## Task instructions
Lift out each line of the data that holds "ExtensionUnsupported".

## Task inputs

***

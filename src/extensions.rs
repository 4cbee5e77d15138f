use std::{
    collections::BTreeSet,
    ffi::{CStr, CString},
};

use ash::{prelude::VkResult, vk};

use tracing::warn;

use crate::error::{Error, Result};

/// Succeeds iff every required name is among the available ones.
/// Extra available extensions are ignored.
pub fn check_extensions<I>(available: I, required: &[&CStr]) -> Result<()>
where
    I: IntoIterator,
    I::Item: AsRef<CStr>,
{
    let mut missing: BTreeSet<&CStr> = required.iter().copied().collect();
    for name in available {
        missing.remove(name.as_ref());
        if missing.is_empty() {
            return Ok(());
        }
    }

    if missing.is_empty() {
        Ok(())
    } else {
        Err(Error::ExtensionUnsupported(
            missing
                .into_iter()
                .map(|name| name.to_string_lossy().into_owned())
                .collect(),
        ))
    }
}

pub fn device_extension_names(
    instance: &ash::Instance,
    physical_device: vk::PhysicalDevice,
) -> VkResult<Vec<CString>> {
    let properties = unsafe { instance.enumerate_device_extension_properties(physical_device)? };
    Ok(properties
        .iter()
        .map(|extension| unsafe { CStr::from_ptr(extension.extension_name.as_ptr()) }.to_owned())
        .collect())
}

/// A device whose extensions cannot be listed is treated as offering none,
/// so the checker rejects it instead of aborting enumeration.
pub fn available_or_none(device_name: &str, names: VkResult<Vec<CString>>) -> Vec<CString> {
    names.unwrap_or_else(|err| {
        warn!("listing extensions of {} failed: {}", device_name, err);
        Vec::new()
    })
}

#[cfg(test)]
mod tests {
    use super::*;

    const SWAPCHAIN: &CStr = c"VK_KHR_swapchain";
    const MAINTENANCE: &CStr = c"VK_KHR_maintenance1";
    const RAY_QUERY: &CStr = c"VK_KHR_ray_query";

    #[test]
    fn superset_is_supported() {
        let available = [MAINTENANCE, SWAPCHAIN, RAY_QUERY];
        assert!(check_extensions(available, &[SWAPCHAIN]).is_ok());
    }

    #[test]
    fn nothing_required_is_always_supported() {
        assert!(check_extensions(Vec::<CString>::new(), &[]).is_ok());
    }

    #[test]
    fn missing_names_are_reported_sorted() {
        let available = vec![MAINTENANCE.to_owned()];
        match check_extensions(&available, &[SWAPCHAIN, RAY_QUERY, MAINTENANCE]) {
            Err(Error::ExtensionUnsupported(missing)) => {
                assert_eq!(missing, vec!["VK_KHR_ray_query", "VK_KHR_swapchain"]);
            }
            other => panic!("unexpected result: {other:?}"),
        }
    }

    #[test]
    fn empty_device_list_fails_requirement() {
        assert!(matches!(
            check_extensions(Vec::<CString>::new(), &[SWAPCHAIN]),
            Err(Error::ExtensionUnsupported(_))
        ));
    }

    #[test]
    fn unlistable_extensions_fail_the_check() {
        let available = available_or_none("Test GPU", Err(vk::Result::ERROR_INITIALIZATION_FAILED));
        assert!(available.is_empty());
        assert!(matches!(
            check_extensions(&available, &[SWAPCHAIN]),
            Err(Error::ExtensionUnsupported(_))
        ));
    }

    #[test]
    fn listed_extensions_pass_through() {
        let available = available_or_none("Test GPU", Ok(vec![SWAPCHAIN.to_owned()]));
        assert!(check_extensions(&available, &[SWAPCHAIN]).is_ok());
    }
}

***

## Answer
        Err(Error::ExtensionUnsupported(
            Err(Error::ExtensionUnsupported(missing)) => {
            Err(Error::ExtensionUnsupported(_))
            Err(Error::ExtensionUnsupported(_))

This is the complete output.